Descrizione[modifica | modifica wikitesto]

Il trono della dea è una sedia senza schienale e senza braccioli. Le gambe e il corpo sono rivolti in modo leggermente eccentrico e in direzioni opposte. Sembra stendere entrambi gli avambracci, forse tenendo in origine lancia e phiale. Il piede destro è tirato indietro e il tallone sollevato dal terreno. La testa è piegata leggermente in avanti. Le spalle sono larghe e i fianchi stretti. Indossa l'egida con il gorgoneion, originariamente decorata con serpenti di metallo, e un leggero chitone con cintura. I lunghi capelli scendono posteriormente in una massa indifferenziata e anteriormente sulle spalle divisi in quattro ciocche su ciascun lato. La statua deriva dalla riunione di 3 frammenti: la parte principale della figura e i due gomiti. Mancano la testa, gli avambracci, la parte anteriore del piede sinistro e la parte destra del trono. La superficie è abrasa dalla lunga esposizione all'aria aperta e il plinto è scheggiato. La posa innovativa e l'ottima esecuzione indicano la presenza di un artista capace.

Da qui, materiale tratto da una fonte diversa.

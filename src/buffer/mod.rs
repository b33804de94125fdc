//! Buffer pool: in-memory page cache with LRU eviction.
//!
//! The buffer pool caches pages in memory to reduce disk I/O.
//! It uses an LRU (Least Recently Used) eviction policy and never evicts a
//! pinned page.

mod lru;
mod pool;

pub use pool::{BufferPool, BufferPoolImpl, PageGuard, PageGuardMut, PageRef, PageRefMut};
//! # NodeHeap Storage Engine
//!
//! A disk-page-oriented store for variable-length binary records ("nodes"),
//! used as the node and edge store beneath a small graph query engine.
//!
//! ## Architecture
//!
//! The storage engine is composed of modular, swappable components:
//!
//! - **Page Layer** (`page`): Slotted page format with a compacting slot table
//! - **Storage Layer** (`storage`): Disk I/O, the store file header and its file catalog
//! - **Buffer Pool** (`buffer`): LRU page cache with pin counts and dirty tracking
//! - **Heap Layer** (`heap`): Directory-based heap files and sequential scans
//!
//! ## Usage
//!
//! ```rust,ignore
//! use nodeheap::{Config, NodeStore};
//!
//! let store = NodeStore::open(Config::new("graph.db"))?;
//! let mut nodes = store.open_heap_file("nodes")?;
//!
//! let nid = nodes.insert_node(b"alice")?;
//! assert_eq!(nodes.get_node(nid)?, Some(b"alice".to_vec()));
//!
//! for item in nodes.open_scan()? {
//!     let (nid, bytes) = item?;
//!     println!("{} -> {:?}", nid, bytes);
//! }
//!
//! store.flush()?;
//! ```

pub mod buffer;
pub mod error;
pub mod heap;
pub mod page;
pub mod storage;
pub mod types;

pub use error::{Result, StorageError};
pub use types::{Nid, PageId, MAX_NODE_SIZE, PAGE_SIZE};

// Re-export main public API
pub use buffer::{BufferPool, BufferPoolImpl};
pub use heap::{DataPageInfo, HeapFile, LabelField, Scan};
pub use storage::{DiskManager, DiskManagerImpl, FileCatalog, MemDiskManager};

use serde::Serialize;
use std::path::PathBuf;
use std::sync::Arc;
use tracing::{debug, warn};

/// Smallest pool that can run every heap file operation
///
/// An operation pins at most a directory page and one other page at once.
pub const MIN_BUFFER_POOL_SIZE: usize = 2;

/// Store configuration
#[derive(Debug, Clone)]
pub struct Config {
    /// Path to the store file; `None` keeps every page in memory
    pub path: Option<PathBuf>,
    /// Buffer pool size in number of pages (default: 64)
    pub buffer_pool_size: usize,
    /// Whether to sync writes immediately (default: false for performance)
    pub sync_on_write: bool,
}

impl Config {
    /// Create a new configuration for a store file with default settings
    pub fn new<P: Into<PathBuf>>(path: P) -> Self {
        Self {
            path: Some(path.into()),
            buffer_pool_size: 64,
            sync_on_write: false,
        }
    }

    /// Configuration for a store that lives only in memory
    pub fn in_memory() -> Self {
        Self {
            path: None,
            buffer_pool_size: 64,
            sync_on_write: false,
        }
    }

    /// Set buffer pool size
    pub fn buffer_pool_size(mut self, size: usize) -> Self {
        self.buffer_pool_size = size;
        self
    }

    /// Enable sync on write for durability
    pub fn sync_on_write(mut self, enabled: bool) -> Self {
        self.sync_on_write = enabled;
        self
    }
}

/// Handle to an open store
///
/// Owns the buffer pool every heap file of the store shares. Heap files
/// hold their own reference to the pool, so they may outlive this handle.
pub struct NodeStore {
    buffer_pool: Arc<BufferPoolImpl>,
    config: Config,
}

impl NodeStore {
    /// Open or create a store
    pub fn open(config: Config) -> Result<Self> {
        if config.buffer_pool_size < MIN_BUFFER_POOL_SIZE {
            return Err(StorageError::invalid_operation(format!(
                "buffer pool needs at least {} frames, got {}",
                MIN_BUFFER_POOL_SIZE, config.buffer_pool_size
            )));
        }

        let disk_manager: Arc<dyn DiskManager> = match &config.path {
            Some(path) => Arc::new(DiskManagerImpl::open(path, config.sync_on_write)?),
            None => Arc::new(MemDiskManager::new()),
        };
        let buffer_pool = Arc::new(BufferPoolImpl::new(
            disk_manager,
            config.buffer_pool_size,
        ));
        debug!(path = ?config.path, frames = config.buffer_pool_size, "opened node store");

        Ok(Self {
            buffer_pool,
            config,
        })
    }

    pub fn config(&self) -> &Config {
        &self.config
    }

    /// The buffer pool shared by this store's heap files
    pub fn buffer_pool(&self) -> &Arc<BufferPoolImpl> {
        &self.buffer_pool
    }

    /// Open a heap file by name, creating it if needed
    pub fn open_heap_file(&self, name: &str) -> Result<HeapFile> {
        HeapFile::open(Arc::clone(&self.buffer_pool), Some(name))
    }

    /// Create an anonymous heap file, deleted when dropped
    pub fn create_temp_heap_file(&self) -> Result<HeapFile> {
        HeapFile::open(Arc::clone(&self.buffer_pool), None)
    }

    /// Delete a named heap file and all of its pages
    ///
    /// Returns `false` if no such file exists.
    pub fn drop_heap_file(&self, name: &str) -> Result<bool> {
        if self.buffer_pool.lookup_file_root(name)?.is_none() {
            return Ok(false);
        }
        let mut file = self.open_heap_file(name)?;
        file.delete_file()?;
        Ok(true)
    }

    /// Names of all heap files in the store
    pub fn file_names(&self) -> Vec<String> {
        self.buffer_pool.file_names()
    }

    /// Flush all dirty pages to disk
    pub fn flush(&self) -> Result<()> {
        self.buffer_pool.flush_all()
    }

    /// Get statistics about the store
    pub fn stats(&self) -> StoreStats {
        StoreStats {
            page_count: self.buffer_pool.page_count(),
            buffer_pool_size: self.buffer_pool.capacity(),
            cached_pages: self.buffer_pool.cached_pages(),
            dirty_pages: self.buffer_pool.dirty_pages(),
            file_count: self.buffer_pool.file_names().len(),
        }
    }
}

impl Drop for NodeStore {
    fn drop(&mut self) {
        if let Err(e) = self.buffer_pool.flush_all() {
            warn!(error = %e, "failed to flush node store on close");
        }
    }
}

/// Store statistics
#[derive(Debug, Clone, Serialize)]
#[serde(rename_all = "camelCase")]
pub struct StoreStats {
    /// Total number of pages in the store file, including the header page
    pub page_count: usize,
    /// Buffer pool capacity
    pub buffer_pool_size: usize,
    /// Pages currently held in the buffer pool
    pub cached_pages: usize,
    /// Cached pages not yet written back
    pub dirty_pages: usize,
    /// Number of heap files
    pub file_count: usize,
}

#[cfg(test)]
mod tests {
    use super::*;
    use tempfile::tempdir;

    #[test]
    fn test_basic_operations() -> Result<()> {
        let store = NodeStore::open(Config::in_memory())?;
        let mut nodes = store.open_heap_file("nodes")?;

        let nid = nodes.insert_node(b"value1")?;
        assert_eq!(nodes.get_node(nid)?, Some(b"value1".to_vec()));

        assert!(nodes.update_node(nid, b"value2")?);
        assert_eq!(nodes.get_node(nid)?, Some(b"value2".to_vec()));

        assert!(nodes.delete_node(nid)?);
        assert_eq!(nodes.get_node(nid)?, None);
        assert!(!nodes.delete_node(nid)?);

        Ok(())
    }

    #[test]
    fn test_persistence_across_reopen() -> Result<()> {
        let dir = tempdir().unwrap();
        let path = dir.path().join("test.db");

        let (a, b) = {
            let store = NodeStore::open(Config::new(&path).buffer_pool_size(4))?;
            let mut nodes = store.open_heap_file("nodes")?;
            let mut edges = store.open_heap_file("edges")?;
            let a = nodes.insert_node(b"alice")?;
            let b = edges.insert_node(b"alice->bob")?;
            for i in 0..100u32 {
                nodes.insert_node(&i.to_be_bytes())?;
            }
            store.flush()?;
            (a, b)
        };

        let store = NodeStore::open(Config::new(&path))?;
        assert_eq!(store.file_names(), vec!["edges".to_string(), "nodes".to_string()]);
        let nodes = store.open_heap_file("nodes")?;
        let edges = store.open_heap_file("edges")?;
        assert_eq!(nodes.get_node(a)?, Some(b"alice".to_vec()));
        assert_eq!(edges.get_node(b)?, Some(b"alice->bob".to_vec()));
        assert_eq!(nodes.node_count()?, 101);
        Ok(())
    }

    #[test]
    fn test_drop_flushes() -> Result<()> {
        let dir = tempdir().unwrap();
        let path = dir.path().join("test.db");

        let nid = {
            let store = NodeStore::open(Config::new(&path))?;
            let mut nodes = store.open_heap_file("nodes")?;
            nodes.insert_node(b"kept")?
        };

        let store = NodeStore::open(Config::new(&path))?;
        let nodes = store.open_heap_file("nodes")?;
        assert_eq!(nodes.get_node(nid)?, Some(b"kept".to_vec()));
        Ok(())
    }

    #[test]
    fn test_temp_and_drop_files() -> Result<()> {
        let store = NodeStore::open(Config::in_memory())?;
        {
            let mut temp = store.create_temp_heap_file()?;
            temp.insert_node(b"scratch")?;
            assert_eq!(store.file_names().len(), 1);
        }
        assert!(store.file_names().is_empty());

        store.open_heap_file("gone")?.insert_node(b"x")?;
        assert!(store.drop_heap_file("gone")?);
        assert!(!store.drop_heap_file("gone")?);
        assert!(store.file_names().is_empty());
        Ok(())
    }

    #[test]
    fn test_stats_and_pool_floor() -> Result<()> {
        assert!(NodeStore::open(Config::in_memory().buffer_pool_size(1)).is_err());

        let store = NodeStore::open(Config::in_memory().buffer_pool_size(8))?;
        let mut nodes = store.open_heap_file("nodes")?;
        nodes.insert_node(b"x")?;

        let stats = store.stats();
        assert_eq!(stats.buffer_pool_size, 8);
        assert_eq!(stats.page_count, 3);
        assert_eq!(stats.file_count, 1);
        assert_eq!(stats.cached_pages, 2);
        Ok(())
    }
}
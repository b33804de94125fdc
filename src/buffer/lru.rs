//! LRU (Least Recently Used) replacement order for buffer frames.

use crate::types::PageId;
use std::collections::HashMap;

/// Recency order over cached pages
///
/// An intrusive doubly-linked list stored in a `Vec`, indexed by a map from
/// page ID to node position. All operations are O(1).
pub struct LruList {
    index: HashMap<PageId, usize>,
    nodes: Vec<Node>,
    /// Most recently used
    head: Option<usize>,
    /// Least recently used
    tail: Option<usize>,
    vacant: Vec<usize>,
}

#[derive(Clone, Copy)]
struct Node {
    page_id: PageId,
    prev: Option<usize>,
    next: Option<usize>,
}

impl LruList {
    pub fn new(capacity: usize) -> Self {
        Self {
            index: HashMap::with_capacity(capacity),
            nodes: Vec::with_capacity(capacity),
            head: None,
            tail: None,
            vacant: Vec::new(),
        }
    }

    /// Mark a page as most recently used, adding it if absent
    pub fn touch(&mut self, page_id: PageId) {
        match self.index.get(&page_id) {
            Some(&pos) if self.head == Some(pos) => {}
            Some(&pos) => {
                self.unlink(pos);
                self.push_front(pos);
            }
            None => {
                let node = Node {
                    page_id,
                    prev: None,
                    next: None,
                };
                let pos = match self.vacant.pop() {
                    Some(pos) => {
                        self.nodes[pos] = node;
                        pos
                    }
                    None => {
                        self.nodes.push(node);
                        self.nodes.len() - 1
                    }
                };
                self.index.insert(page_id, pos);
                self.push_front(pos);
            }
        }
    }

    /// Forget a page
    pub fn remove(&mut self, page_id: PageId) {
        if let Some(pos) = self.index.remove(&page_id) {
            self.unlink(pos);
            self.vacant.push(pos);
        }
    }

    /// The least recently used page, if any
    pub fn peek_lru(&self) -> Option<PageId> {
        self.tail.map(|pos| self.nodes[pos].page_id)
    }

    /// Remove and return the least recently used page
    pub fn pop_lru(&mut self) -> Option<PageId> {
        let page_id = self.peek_lru()?;
        self.remove(page_id);
        Some(page_id)
    }

    pub fn len(&self) -> usize {
        self.index.len()
    }

    #[cfg(test)]
    fn is_empty(&self) -> bool {
        self.index.is_empty()
    }

    fn push_front(&mut self, pos: usize) {
        self.nodes[pos].prev = None;
        self.nodes[pos].next = self.head;
        if let Some(old_head) = self.head {
            self.nodes[old_head].prev = Some(pos);
        }
        self.head = Some(pos);
        if self.tail.is_none() {
            self.tail = Some(pos);
        }
    }

    fn unlink(&mut self, pos: usize) {
        let Node { prev, next, .. } = self.nodes[pos];
        match prev {
            Some(prev) => self.nodes[prev].next = next,
            None => self.head = next,
        }
        match next {
            Some(next) => self.nodes[next].prev = prev,
            None => self.tail = prev,
        }
    }
}

#[cfg(test)]
mod tests {
    use super::*;

    fn p(n: u32) -> PageId {
        PageId::new(n)
    }

    #[test]
    fn test_touch_reorders() {
        let mut lru = LruList::new(3);
        lru.touch(p(1));
        lru.touch(p(2));
        lru.touch(p(3));
        assert_eq!(lru.peek_lru(), Some(p(1)));

        lru.touch(p(1));
        assert_eq!(lru.peek_lru(), Some(p(2)));
        assert_eq!(lru.pop_lru(), Some(p(2)));
        assert_eq!(lru.pop_lru(), Some(p(3)));
        assert_eq!(lru.pop_lru(), Some(p(1)));
        assert!(lru.is_empty());
    }

    #[test]
    fn test_remove_middle_and_reuse_position() {
        let mut lru = LruList::new(3);
        lru.touch(p(1));
        lru.touch(p(2));
        lru.touch(p(3));

        lru.remove(p(2));
        assert_eq!(lru.len(), 2);

        lru.touch(p(4));
        assert_eq!(lru.len(), 3);
        assert_eq!(lru.pop_lru(), Some(p(1)));
        assert_eq!(lru.pop_lru(), Some(p(3)));
        assert_eq!(lru.pop_lru(), Some(p(4)));
    }

    #[test]
    fn test_empty() {
        let mut lru = LruList::new(0);
        assert_eq!(lru.peek_lru(), None);
        assert_eq!(lru.pop_lru(), None);
        lru.remove(p(9));
        assert_eq!(lru.len(), 0);
    }
}
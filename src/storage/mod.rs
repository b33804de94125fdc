//! Storage layer: disk I/O and page management.
//!
//! This module provides abstractions for reading and writing pages to disk,
//! the store file format with its file catalog, and tracking free pages.

mod catalog;
mod disk_manager;
mod file_header;
mod freelist;
mod memory;

pub use catalog::FileCatalog;
pub use disk_manager::{DiskManager, DiskManagerImpl};
pub use file_header::{FileHeader, MAX_FILE_NAME};
pub use freelist::FreeList;
pub use memory::MemDiskManager;
//! Page identifier type.

use serde::{Deserialize, Serialize};
use std::fmt;

/// Unique identifier for a page in the store file.
///
/// Page IDs are 0-indexed. Page 0 is reserved for the file header, so heap
/// file pages start from page 1.
#[derive(
    Debug, Clone, Copy, PartialEq, Eq, PartialOrd, Ord, Hash, Default, Serialize, Deserialize,
)]
#[serde(transparent)]
pub struct PageId(pub u32);

impl PageId {
    /// Invalid page ID, used to terminate page chains
    pub const INVALID: PageId = PageId(u32::MAX);

    /// Page ID for the file header (page 0)
    pub const HEADER: PageId = PageId(0);

    /// Create a new page ID
    pub const fn new(id: u32) -> Self {
        Self(id)
    }

    /// Get the raw page ID value
    pub const fn value(self) -> u32 {
        self.0
    }

    /// Check if this is a valid page ID
    pub const fn is_valid(self) -> bool {
        self.0 != u32::MAX
    }

    /// Calculate the byte offset of this page in the file
    pub const fn file_offset(self, page_size: usize) -> u64 {
        self.0 as u64 * page_size as u64
    }

    /// Read a big-endian page ID at `offset`
    pub fn read_at(bytes: &[u8], offset: usize) -> Self {
        Self(u32::from_be_bytes([
            bytes[offset],
            bytes[offset + 1],
            bytes[offset + 2],
            bytes[offset + 3],
        ]))
    }

    /// Write this page ID big-endian at `offset`
    pub fn write_at(self, bytes: &mut [u8], offset: usize) {
        bytes[offset..offset + 4].copy_from_slice(&self.0.to_be_bytes());
    }
}

impl fmt::Display for PageId {
    fn fmt(&self, f: &mut fmt::Formatter<'_>) -> fmt::Result {
        if *self == Self::INVALID {
            write!(f, "INVALID")
        } else {
            write!(f, "{}", self.0)
        }
    }
}

impl From<u32> for PageId {
    fn from(id: u32) -> Self {
        Self(id)
    }
}

impl From<PageId> for u32 {
    fn from(id: PageId) -> Self {
        id.0
    }
}
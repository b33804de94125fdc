//! Fixed-width label fields inside opaque nodes.

/// A byte range holding a node's label
///
/// Nodes are opaque to the heap file, so the caller says where the label
/// lives. Labels are compared after trailing NUL padding is trimmed.
#[derive(Debug, Clone, Copy, PartialEq, Eq)]
pub struct LabelField {
    pub offset: usize,
    pub len: usize,
}

impl LabelField {
    pub const fn new(offset: usize, len: usize) -> Self {
        Self { offset, len }
    }

    /// The label bytes of a node, or `None` if the node ends before the field
    pub fn extract<'n>(&self, node: &'n [u8]) -> Option<&'n [u8]> {
        if self.offset >= node.len() && self.len > 0 {
            return None;
        }
        let end = self.offset.saturating_add(self.len).min(node.len());
        let raw = node.get(self.offset..end)?;
        let trimmed = raw.iter().rposition(|&b| b != 0).map_or(0, |i| i + 1);
        Some(&raw[..trimmed])
    }
}

#[cfg(test)]
mod tests {
    use super::*;

    #[test]
    fn test_extract_trims_padding() {
        let field = LabelField::new(4, 8);
        let node = b"\x00\x00\x00\x01Person\x00\x00rest";
        assert_eq!(field.extract(node), Some(&b"Person"[..]));
    }

    #[test]
    fn test_extract_truncated_field() {
        let field = LabelField::new(2, 10);
        assert_eq!(field.extract(b"abcd"), Some(&b"cd"[..]));
        assert_eq!(field.extract(b"ab"), None);
    }

    #[test]
    fn test_all_padding_is_empty_label() {
        let field = LabelField::new(0, 4);
        assert_eq!(field.extract(&[0, 0, 0, 0, 9]), Some(&b""[..]));
    }
}
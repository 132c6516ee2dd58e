//! Receipt-verdict aggregation.
//!
//! Two distinct outputs live here. The write-path rollup decides whether the
//! request bounces back, finalizes, or stays put; the read-path display
//! status summarizes outstanding work for the reviewer. They use different
//! pending-detection rules on purpose and must not be merged.

use serde::{Deserialize, Serialize};

use crate::domain::receipt::{Receipt, ReceiptVerdict};
use crate::domain::request::RequestStatus;

/// Outcome of rolling up all receipt verdicts of a request in receipt
/// validation. `target` is `None` when no status change applies.
#[derive(Clone, Debug, PartialEq, Eq, Serialize, Deserialize)]
pub struct RollupOutcome {
    pub target: Option<RequestStatus>,
    pub message: &'static str,
}

/// Rolls up the verdict multiset. Rejection always wins: a single rejected
/// receipt bounces the request back to trip verification no matter how many
/// approvals coexist. Only a non-empty, fully approved set finalizes; an
/// empty set never does.
pub fn rollup(verdicts: &[ReceiptVerdict]) -> RollupOutcome {
    if verdicts.contains(&ReceiptVerdict::Rejected) {
        return RollupOutcome {
            target: Some(RequestStatus::TripVerification),
            message: "Some receipts were rejected. Request moved back to trip verification.",
        };
    }

    let all_approved =
        !verdicts.is_empty() && verdicts.iter().all(|verdict| *verdict == ReceiptVerdict::Approved);
    if all_approved {
        return RollupOutcome {
            target: Some(RequestStatus::Finalized),
            message: "All receipts approved. Request finalized.",
        };
    }

    RollupOutcome { target: None, message: "Receipts still pending. No status change applied." }
}

/// Read-path aggregate shown to reviewers; informational only and distinct
/// from the rollup decision.
#[derive(Clone, Copy, Debug, PartialEq, Eq, Serialize, Deserialize)]
pub enum ExpenseDisplayStatus {
    Pending,
    NoPending,
}

impl ExpenseDisplayStatus {
    pub fn label(self) -> &'static str {
        match self {
            Self::Pending => "Pending",
            Self::NoPending => "No pending",
        }
    }
}

pub fn display_status(verdicts: &[ReceiptVerdict]) -> ExpenseDisplayStatus {
    if verdicts.contains(&ReceiptVerdict::Pending) {
        ExpenseDisplayStatus::Pending
    } else {
        ExpenseDisplayStatus::NoPending
    }
}

fn triage_rank(verdict: ReceiptVerdict) -> u8 {
    match verdict {
        ReceiptVerdict::Pending => 0,
        ReceiptVerdict::Rejected => 1,
        ReceiptVerdict::Approved => 2,
    }
}

/// Orders receipts for reviewer triage: open items first, then rejected,
/// then approved. The sort is stable so insertion order breaks ties.
pub fn sort_for_triage(receipts: &mut [Receipt]) {
    receipts.sort_by_key(|receipt| triage_rank(receipt.verdict));
}

#[cfg(test)]
mod tests {
    use rust_decimal::Decimal;

    use super::{display_status, rollup, sort_for_triage, ExpenseDisplayStatus};
    use crate::domain::receipt::{Receipt, ReceiptId, ReceiptVerdict};
    use crate::domain::request::{RequestId, RequestStatus};

    use ReceiptVerdict::{Approved, Pending, Rejected};

    #[test]
    fn any_rejection_bounces_back_regardless_of_approvals() {
        let outcome = rollup(&[Approved, Rejected, Pending]);
        assert_eq!(outcome.target, Some(RequestStatus::TripVerification));

        let outcome = rollup(&[Approved, Approved, Approved, Rejected]);
        assert_eq!(outcome.target, Some(RequestStatus::TripVerification));
    }

    #[test]
    fn fully_approved_non_empty_set_finalizes() {
        let outcome = rollup(&[Approved, Approved]);
        assert_eq!(outcome.target, Some(RequestStatus::Finalized));
    }

    #[test]
    fn pending_without_rejections_changes_nothing() {
        let outcome = rollup(&[Approved, Pending]);
        assert_eq!(outcome.target, None);

        let outcome = rollup(&[Pending, Pending]);
        assert_eq!(outcome.target, None);
    }

    #[test]
    fn empty_set_never_finalizes() {
        let outcome = rollup(&[]);
        assert_eq!(outcome.target, None);
    }

    #[test]
    fn display_status_reports_any_pending() {
        assert_eq!(display_status(&[Approved, Pending]), ExpenseDisplayStatus::Pending);
        assert_eq!(display_status(&[Approved, Rejected]), ExpenseDisplayStatus::NoPending);
        assert_eq!(display_status(&[]), ExpenseDisplayStatus::NoPending);
    }

    fn receipt(id: i64, verdict: ReceiptVerdict) -> Receipt {
        Receipt {
            id: ReceiptId(id),
            request_id: RequestId(1),
            receipt_type_id: 1,
            receipt_type_name: "Hotel".to_string(),
            amount: Decimal::new(10_000, 2),
            verdict,
        }
    }

    #[test]
    fn triage_order_surfaces_open_items_first() {
        let mut receipts = vec![
            receipt(1, Approved),
            receipt(2, Pending),
            receipt(3, Rejected),
            receipt(4, Pending),
        ];
        sort_for_triage(&mut receipts);

        let order: Vec<(i64, ReceiptVerdict)> =
            receipts.iter().map(|r| (r.id.0, r.verdict)).collect();
        assert_eq!(order, vec![(2, Pending), (4, Pending), (3, Rejected), (1, Approved)]);
    }
}
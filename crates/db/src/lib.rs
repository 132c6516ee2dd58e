pub mod connection;
pub mod fixtures;
pub mod migrations;
pub mod repositories;

pub use connection::{connect, connect_with_settings, DbPool};
pub use fixtures::{seed_demo_data, SeedSummary};
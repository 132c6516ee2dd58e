use serde::{Deserialize, Serialize};

#[derive(Clone, Copy, Debug, PartialEq, Eq, Hash, Serialize, Deserialize)]
pub struct UserId(pub i64);

impl std::fmt::Display for UserId {
    fn fmt(&self, f: &mut std::fmt::Formatter<'_>) -> std::fmt::Result {
        write!(f, "{}", self.0)
    }
}

/// Workflow role of a user. The integer codes match the stored role table.
#[derive(Clone, Copy, Debug, PartialEq, Eq, Hash, Serialize, Deserialize)]
pub enum Role {
    Applicant,
    TravelAgency,
    AccountsPayable,
    AuthorizerN1,
    AuthorizerN2,
    Admin,
}

impl Role {
    pub fn code(self) -> i64 {
        match self {
            Self::Applicant => 1,
            Self::TravelAgency => 2,
            Self::AccountsPayable => 3,
            Self::AuthorizerN1 => 4,
            Self::AuthorizerN2 => 5,
            Self::Admin => 6,
        }
    }

    pub fn from_code(code: i64) -> Option<Self> {
        match code {
            1 => Some(Self::Applicant),
            2 => Some(Self::TravelAgency),
            3 => Some(Self::AccountsPayable),
            4 => Some(Self::AuthorizerN1),
            5 => Some(Self::AuthorizerN2),
            6 => Some(Self::Admin),
            _ => None,
        }
    }

    pub fn is_authorizer(self) -> bool {
        matches!(self, Self::AuthorizerN1 | Self::AuthorizerN2)
    }
}

#[derive(Clone, Debug, PartialEq, Eq, Serialize, Deserialize)]
pub struct User {
    pub id: UserId,
    pub name: String,
    pub email: String,
    pub role: Role,
}

#[cfg(test)]
mod tests {
    use super::Role;

    #[test]
    fn role_codes_round_trip() {
        for code in 1..=6 {
            let role = Role::from_code(code).expect("valid code");
            assert_eq!(role.code(), code);
        }
        assert_eq!(Role::from_code(7), None);
    }

    #[test]
    fn only_n1_and_n2_are_authorizers() {
        assert!(Role::AuthorizerN1.is_authorizer());
        assert!(Role::AuthorizerN2.is_authorizer());
        assert!(!Role::Applicant.is_authorizer());
        assert!(!Role::AccountsPayable.is_authorizer());
    }
}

Stile[modifica | modifica wikitesto]

Particolare del fregio est del Tesoro dei Sifni, Il concilio degli Dei. 530-525 a.C.

La particolarità dell'Atena seduta di Endoios consiste soprattutto nella differenza rispetto alla staticità che è tipica di questa tipologia scultorea in epoca arcaica. Lontana dalle figure sedute greco-orientali, quasi fuse insieme al sedile, la figura di Endoios ritrae indietro la gamba destra e sembra sporgere il busto in avanti, un gesto irrequieto che rompe con lo schema frontale della tradizione arcaica, alla ricerca di una diversa rappresentazione della figura nello spazio. Per questa caratteristica Andreas Rumpf ha potuto avvicinare l'autore di quest'opera a quello ipotizzato per altre opere testimoni della vitale tensione presente nella scultura attica del periodo, la Kore col peplo, il Cavaliere Rampin e le divinità sedute presenti nel fregio est del Tesoro dei Sifni.